• Information supplied:
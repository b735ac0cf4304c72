// Skeleton rendering - draws landmark sets onto a black canvas
//
// Follows the MediaPipe drawing conventions: landmarks whose visibility or presence is
// below 0.5, or that fall outside the frame, are skipped together with their connections.
// Each drawn landmark gets a light border ring under its colored ring.

use crate::models::landmarks::{
    face_contour_connections, hand_connections, pose_connections, BodyLandmark, BodySide,
};
use crate::models::pose::{HolisticResult, Landmark};
use image::{Rgb, RgbImage};
use serde::Deserialize;
use std::collections::HashMap;

const VISIBILITY_THRESHOLD: f32 = 0.5;
const PRESENCE_THRESHOLD: f32 = 0.5;

pub const WHITE: Rgb<u8> = Rgb([255, 255, 255]);
/// MediaPipe's default "white" for borders and connections
pub const LIGHT_GRAY: Rgb<u8> = Rgb([224, 224, 224]);

const POSE_LEFT: Rgb<u8> = Rgb([255, 138, 0]);
const POSE_RIGHT: Rgb<u8> = Rgb([0, 217, 231]);
const LEFT_HAND: Rgb<u8> = Rgb([0, 0, 255]);
const LEFT_HAND_CONNECTION: Rgb<u8> = Rgb([100, 100, 255]);
const RIGHT_HAND: Rgb<u8> = Rgb([0, 255, 0]);
const RIGHT_HAND_CONNECTION: Rgb<u8> = Rgb([100, 255, 100]);
const FACE_CONTOUR: Rgb<u8> = Rgb([255, 110, 80]);

#[derive(Debug, Clone, Copy, PartialEq)]
pub struct DrawingSpec {
    pub color: Rgb<u8>,
    pub thickness: u32,
    pub circle_radius: u32,
}

impl DrawingSpec {
    pub const fn new(color: Rgb<u8>, thickness: u32, circle_radius: u32) -> Self {
        Self {
            color,
            thickness,
            circle_radius,
        }
    }
}

impl Default for DrawingSpec {
    fn default() -> Self {
        Self::new(LIGHT_GRAY, 2, 2)
    }
}

/// How landmark rings are styled
#[derive(Debug, Clone, Copy)]
pub enum LandmarkStyle {
    /// Connections only
    Hidden,
    Uniform(DrawingSpec),
    /// Orange left side, cyan right side, gray nose
    BodySides,
}

impl LandmarkStyle {
    fn spec_for(&self, index: usize) -> Option<DrawingSpec> {
        match self {
            LandmarkStyle::Hidden => None,
            LandmarkStyle::Uniform(spec) => Some(*spec),
            LandmarkStyle::BodySides => {
                let color = match BodyLandmark::side_of(index) {
                    BodySide::Left => POSE_LEFT,
                    BodySide::Right => POSE_RIGHT,
                    BodySide::Center => LIGHT_GRAY,
                };
                Some(DrawingSpec::new(color, 2, 2))
            }
        }
    }
}

/// Which parts of a holistic result to draw, and how
#[derive(Debug, Clone, Copy, PartialEq, Eq, Deserialize)]
#[serde(default)]
pub struct DrawOptions {
    pub draw_pose: bool,
    pub draw_hands: bool,
    pub draw_face: bool,
    /// Color by body part instead of the white ControlNet style
    pub colorful: bool,
}

impl Default for DrawOptions {
    fn default() -> Self {
        Self {
            draw_pose: true,
            draw_hands: true,
            draw_face: true,
            colorful: false,
        }
    }
}

/// Black canvas with the given dimensions
pub fn blank_canvas(width: u32, height: u32) -> RgbImage {
    RgbImage::new(width, height)
}

/// Draw one landmark set: connections first, then landmark rings on top.
pub fn draw_landmarks(
    canvas: &mut RgbImage,
    landmarks: &[Landmark],
    connections: &[(usize, usize)],
    landmark_style: LandmarkStyle,
    connection_spec: DrawingSpec,
) {
    let (width, height) = canvas.dimensions();
    if width == 0 || height == 0 {
        return;
    }

    let mut pixels: HashMap<usize, (i64, i64)> = HashMap::new();
    for (idx, landmark) in landmarks.iter().enumerate() {
        if landmark.visibility.is_some_and(|v| v < VISIBILITY_THRESHOLD)
            || landmark.presence.is_some_and(|p| p < PRESENCE_THRESHOLD)
        {
            continue;
        }
        if let Some(px) = normalized_to_pixel(landmark.x, landmark.y, width, height) {
            pixels.insert(idx, px);
        }
    }

    for &(start, end) in connections {
        if let (Some(&a), Some(&b)) = (pixels.get(&start), pixels.get(&end)) {
            draw_line(canvas, a, b, connection_spec.color, connection_spec.thickness);
        }
    }

    for (&idx, &center) in &pixels {
        if let Some(spec) = landmark_style.spec_for(idx) {
            let border_radius =
                (spec.circle_radius + 1).max((spec.circle_radius as f32 * 1.2) as u32);
            draw_ring(canvas, center, border_radius, LIGHT_GRAY, spec.thickness);
            draw_ring(canvas, center, spec.circle_radius, spec.color, spec.thickness);
        }
    }
}

/// White body skeleton on black, as used for pose conditioning
pub fn render_pose(canvas: &mut RgbImage, pose: &[Landmark], thickness: u32, circle_radius: u32) {
    draw_landmarks(
        canvas,
        pose,
        &pose_connections(),
        LandmarkStyle::Uniform(DrawingSpec::new(WHITE, thickness, circle_radius)),
        DrawingSpec::new(WHITE, thickness, 0),
    );
}

/// Draw the requested parts of a holistic result
pub fn render_holistic(canvas: &mut RgbImage, result: &HolisticResult, options: &DrawOptions) {
    if options.colorful {
        render_colorful(canvas, result, options);
    } else {
        render_monochrome(canvas, result, options);
    }
}

fn render_monochrome(canvas: &mut RgbImage, result: &HolisticResult, options: &DrawOptions) {
    let landmark_spec = LandmarkStyle::Uniform(DrawingSpec::new(WHITE, 3, 3));
    let connection_spec = DrawingSpec::new(WHITE, 2, 0);

    if options.draw_pose {
        if let Some(pose) = &result.pose {
            draw_landmarks(canvas, pose, &pose_connections(), landmark_spec, connection_spec);
        }
    }

    if options.draw_hands {
        for hand in [&result.left_hand, &result.right_hand].into_iter().flatten() {
            draw_landmarks(canvas, hand, &hand_connections(), landmark_spec, connection_spec);
        }
    }

    // Face outline only, the full mesh is too dense
    if options.draw_face {
        if let Some(face) = &result.face {
            draw_landmarks(
                canvas,
                face,
                &face_contour_connections(),
                LandmarkStyle::Hidden,
                DrawingSpec::new(WHITE, 1, 0),
            );
        }
    }
}

fn render_colorful(canvas: &mut RgbImage, result: &HolisticResult, options: &DrawOptions) {
    if options.draw_pose {
        if let Some(pose) = &result.pose {
            draw_landmarks(
                canvas,
                pose,
                &pose_connections(),
                LandmarkStyle::BodySides,
                DrawingSpec::default(),
            );
        }
    }

    if options.draw_hands {
        let hands = [
            (&result.left_hand, LEFT_HAND, LEFT_HAND_CONNECTION),
            (&result.right_hand, RIGHT_HAND, RIGHT_HAND_CONNECTION),
        ];
        for (hand, color, connection_color) in hands {
            if let Some(hand) = hand {
                draw_landmarks(
                    canvas,
                    hand,
                    &hand_connections(),
                    LandmarkStyle::Uniform(DrawingSpec::new(color, 2, 2)),
                    DrawingSpec::new(connection_color, 2, 0),
                );
            }
        }
    }

    if options.draw_face {
        if let Some(face) = &result.face {
            draw_landmarks(
                canvas,
                face,
                &face_contour_connections(),
                LandmarkStyle::Hidden,
                DrawingSpec::new(FACE_CONTOUR, 1, 0),
            );
        }
    }
}

// ==============================================================================
// Rasterization
// ==============================================================================

/// Normalized coordinates to pixels; `None` when the point is outside [0, 1]
fn normalized_to_pixel(x: f32, y: f32, width: u32, height: u32) -> Option<(i64, i64)> {
    let valid = |v: f32| (v > 0.0 || v.abs() < 1e-6) && (v < 1.0 || (v - 1.0).abs() < 1e-6);
    if !valid(x) || !valid(y) {
        return None;
    }
    let px = ((x * width as f32).floor() as i64).min(width as i64 - 1);
    let py = ((y * height as f32).floor() as i64).min(height as i64 - 1);
    Some((px.max(0), py.max(0)))
}

fn put_pixel_checked(canvas: &mut RgbImage, x: i64, y: i64, color: Rgb<u8>) {
    if x >= 0 && y >= 0 && (x as u32) < canvas.width() && (y as u32) < canvas.height() {
        canvas.put_pixel(x as u32, y as u32, color);
    }
}

/// Stamp a filled disc; thickness 1 is a single pixel
fn stamp(canvas: &mut RgbImage, cx: i64, cy: i64, thickness: u32, color: Rgb<u8>) {
    let radius = thickness as f32 / 2.0;
    let reach = radius.ceil() as i64;
    if thickness <= 1 {
        put_pixel_checked(canvas, cx, cy, color);
        return;
    }
    for dy in -reach..=reach {
        for dx in -reach..=reach {
            if ((dx * dx + dy * dy) as f32) <= radius * radius {
                put_pixel_checked(canvas, cx + dx, cy + dy, color);
            }
        }
    }
}

/// Bresenham line with a round pen of the given thickness
fn draw_line(canvas: &mut RgbImage, from: (i64, i64), to: (i64, i64), color: Rgb<u8>, thickness: u32) {
    let (mut x0, mut y0) = from;
    let (x1, y1) = to;
    let dx = (x1 - x0).abs();
    let dy = -(y1 - y0).abs();
    let sx = if x0 < x1 { 1 } else { -1 };
    let sy = if y0 < y1 { 1 } else { -1 };
    let mut err = dx + dy;

    loop {
        stamp(canvas, x0, y0, thickness, color);
        if x0 == x1 && y0 == y1 {
            break;
        }
        let e2 = 2 * err;
        if e2 >= dy {
            err += dy;
            x0 += sx;
        }
        if e2 <= dx {
            err += dx;
            y0 += sy;
        }
    }
}

/// Circle outline of the given stroke thickness centred on `radius`
fn draw_ring(canvas: &mut RgbImage, center: (i64, i64), radius: u32, color: Rgb<u8>, thickness: u32) {
    let (cx, cy) = center;
    let half = thickness.max(1) as f32 / 2.0;
    let outer = radius as f32 + half;
    let inner = (radius as f32 - half).max(0.0);
    let reach = outer.ceil() as i64;

    for dy in -reach..=reach {
        for dx in -reach..=reach {
            let dist = ((dx * dx + dy * dy) as f32).sqrt();
            if dist <= outer && dist >= inner {
                put_pixel_checked(canvas, cx + dx, cy + dy, color);
            }
        }
    }
}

• Problem requirements:
Report the number of lines in the material above that contain "outside". Nothing else is wanted.

• Solution for this task:
2